Although the ultimate goal of developing specific intervention strategies for genetic primary care conditions (‘personalised medicine’) is still a distant prospect,26–30
there are outcomes of genetic epidemiology that are of more immediate interest, including the scientific gain of improved understanding of the biology of our species and the diseases we experience. Other outcomes have clinical relevance to primary care, and are summarised in Box 1
Box 1. Clinical outcomes of genetic epidemiology.26
- Improved understanding of the aetiological gene–environment interactions for many of the major conditions (for example, heart disease, diabetes and cancers).

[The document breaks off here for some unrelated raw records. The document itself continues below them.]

use std::{fmt, sync::Arc};

use bon::bon;
use index_vec::IndexVec;

use crate::{
    geometry::{FloatType, TexturePoint, WorldPoint},
    util::{Color, modulate},
};

index_vec::define_index_type! {
    /// Index into the material table.
    pub struct MaterialId = u32;
}

pub type MaterialTable = IndexVec<MaterialId, Material>;

/// Color source sampled at texture coordinates of a hit.
pub trait Texture: Send + Sync + fmt::Debug {
    fn sample(&self, uv: &TexturePoint) -> Color;
}

/// Texture backed by an image, repeating in both directions.
#[derive(Clone, Debug)]
pub struct ImageTexture {
    image: image::RgbImage,
}

impl ImageTexture {
    pub fn new(image: image::RgbImage) -> Self {
        ImageTexture { image }
    }
}

impl Texture for ImageTexture {
    fn sample(&self, uv: &TexturePoint) -> Color {
        let (width, height) = self.image.dimensions();
        if width == 0 || height == 0 {
            return Color::new(0.0, 0.0, 0.0);
        }
        let u = uv.x.rem_euclid(1.0);
        let v = 1.0 - uv.y.rem_euclid(1.0);
        let x = ((u * width as FloatType) as u32).min(width - 1);
        let y = ((v * height as FloatType) as u32).min(height - 1);
        let image::Rgb([r, g, b]) = *self.image.get_pixel(x, y);
        Color::new(r as f32 / 255.0, g as f32 / 255.0, b as f32 / 255.0)
    }
}

#[derive(Clone, Debug)]
pub struct Material {
    /// Color as declared by the scene, never modified.
    pub base_color: Color,
    /// Color used for shading, effects may change it temporarily.
    pub color: Color,
    pub alpha: FloatType,
    pub specular_exponent: FloatType,
    pub specular_coefficient: FloatType,
    pub mirror: bool,
    pub checkered: bool,
    pub texture: Option<Arc<dyn Texture>>,
    /// Alpha gets faded along beams and dithered per sample.
    pub random_alpha: bool,
}

#[bon]
impl Material {
    #[builder]
    pub fn new(
        color: Color,
        #[builder(default = 1.0)] alpha: FloatType,
        #[builder(default = 32.0)] specular_exponent: FloatType,
        #[builder(default = 0.0)] specular_coefficient: FloatType,
        #[builder(default)] mirror: bool,
        #[builder(default)] checkered: bool,
        texture: Option<Arc<dyn Texture>>,
        #[builder(default)] random_alpha: bool,
    ) -> Self {
        Material {
            base_color: color,
            color,
            alpha: alpha.clamp(0.0, 1.0),
            specular_exponent,
            specular_coefficient,
            mirror,
            checkered,
            texture,
            random_alpha,
        }
    }
}

impl Material {
    pub fn is_opaque(&self) -> bool {
        self.alpha >= 1.0
    }

    /// Surface color at a hit, combining texture, checker pattern and the current color.
    pub fn surface_color(&self, point: &WorldPoint, uv: &TexturePoint) -> Color {
        let color = match &self.texture {
            Some(texture) => modulate(texture.sample(uv), self.color),
            None => self.color,
        };

        if self.checkered && checker_parity(point) {
            color * CHECKER_DARKENING
        } else {
            color
        }
    }
}

const CHECKER_DARKENING: f32 = 0.5;

/// Alternates on a unit grid in world space.
fn checker_parity(point: &WorldPoint) -> bool {
    let sum = point.x.floor() as i64 + point.y.floor() as i64 + point.z.floor() as i64;
    sum.rem_euclid(2) == 1
}
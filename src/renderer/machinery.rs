use std::{
    sync::{
        Mutex,
        atomic::{AtomicUsize, Ordering},
    },
    thread,
    time::Instant,
};

use anyhow::anyhow;
use image::{GenericImage as _, RgbaImage};
use log::{debug, info};

use crate::{
    camera::Camera,
    material::MaterialTable,
    renderer::{RenderProgress, RenderSettings, worker::Worker},
    scene::Scene,
};

/// Renders one frame.
///
/// Workers claim whole rows from a shared cursor until the image is exhausted.
/// The scene is only read, `on_row` gets called from the workers after every row.
pub fn render(
    scene: &Scene,
    camera: &Camera,
    materials: &MaterialTable,
    settings: &RenderSettings,
    on_row: impl Fn(RenderProgress) + Sync,
) -> anyhow::Result<RgbaImage> {
    let started = Instant::now();
    let resolution = camera.get_resolution();
    let state = RenderState {
        scene,
        camera,
        materials,
        settings,

        image: Mutex::new(RgbaImage::new(resolution.x, resolution.y)),

        row_count: resolution.y as usize,
        next_row: AtomicUsize::new(0),
        finished_rows: AtomicUsize::new(0),
    };

    let worker_count = settings.worker_count.get().clamp(1, state.row_count.max(1));
    let cores = core_affinity::get_core_ids().unwrap_or_default();
    debug!("Rendering with {worker_count} workers on {} cores", cores.len());

    thread::scope(|scope| -> anyhow::Result<()> {
        let handles = (0..worker_count)
            .map(|worker_id| {
                let state = &state;
                let on_row = &on_row;
                let core = (!cores.is_empty()).then(|| cores[worker_id % cores.len()]);

                thread::Builder::new()
                    .name(format!("worker{worker_id}"))
                    .spawn_scoped(scope, move || -> anyhow::Result<()> {
                        if let Some(core) = core {
                            core_affinity::set_for_current(core);
                        }

                        let mut worker =
                            Worker::new(state.scene, state.camera, state.materials, state.settings);
                        let mut buffer = RgbaImage::new(resolution.x, 1);

                        while let Some(row) = state.get_next_row() {
                            worker.render_row(row, &mut buffer);
                            state
                                .image
                                .lock()
                                .map_err(|_| anyhow!("Poisoned image lock"))?
                                .copy_from(&buffer, 0, row)?;

                            on_row(state.finish_row());
                        }
                        Ok(())
                    })
            })
            .collect::<Result<Vec<_>, _>>()?;

        for handle in handles {
            handle
                .join()
                .map_err(|_| anyhow!("Render worker panicked"))??;
        }
        Ok(())
    })?;

    info!(
        "Rendered {}x{} in {:.1?}",
        resolution.x,
        resolution.y,
        started.elapsed()
    );
    state
        .image
        .into_inner()
        .map_err(|_| anyhow!("Poisoned image lock"))
}

struct RenderState<'a> {
    scene: &'a Scene,
    camera: &'a Camera,
    materials: &'a MaterialTable,
    settings: &'a RenderSettings,

    image: Mutex<RgbaImage>,

    row_count: usize,
    next_row: AtomicUsize,
    finished_rows: AtomicUsize,
}

impl RenderState<'_> {
    fn get_next_row(&self) -> Option<u32> {
        let row = self.next_row.fetch_add(1, Ordering::AcqRel);
        (row < self.row_count).then_some(row as u32)
    }

    fn finish_row(&self) -> RenderProgress {
        let finished = self.finished_rows.fetch_add(1, Ordering::AcqRel) + 1;
        RenderProgress {
            finished,
            total: self.row_count,
        }
    }
}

- Increased genetic testing, from pre-conception onwards.
- Describing new taxonomies of pathophysiology and disease, based on molecular, classifications rather than signs and symptoms, with distinct information about prognosis and treatment.17
- Leading to targeted prevention and prognosis (‘dia-prognosis’)12 based on genetic or molecular factors.
- Linking with pharmacogenetics, towards targeted therapeutic drug strategies.29
- Determining the heritability and famililial aggregation of diseases or intermediate phenotypes, and thus directing further gene discovery studies.66–68
For example, recent research has found that variants of the dopamine D2
receptor determine responses to nicotine replacement therapy.31
Women with the variant T allele, which had a prevalence of 41%, were significantly more likely to be successful in giving up smoking up to 8 years post-intervention with the support of nicotine patches; however, in men this allele did not seem to affect the response.32
Similarly, polymorphisms in the cytochrome P450 CYP2C9 gene have been found to be associated with a fourfold increased risk of major haemorrhage when taking warfarin.33
Such findings will enhance our ability to target pharmacological interventions, optimising effectiveness and cost-effectiveness, while minimising the risk of serious adverse reactions. This will require increased communication between GPs and their patients, who will need to discuss probabilities of response or adverse reactions based on the results of genetic tests, and agree decisions about prescribing.28
Genetic aetiological factors are not generally amenable to direct intervention, other than by pre-natal selection. This is largely because there is an inevitable lag between identifying the genetic basis of diseases and the development of new treatments or prevention strategies. For the present this will produce a dilemma in being able to identify increased risk when no action to reduce risk is yet possible. However, an immediate and important outcome for primary care will be the distinction of environmental from genetic risk factors for important diseases. We are more able to manipulate our environment, through drugs, lifestyle and behaviour, than our genes.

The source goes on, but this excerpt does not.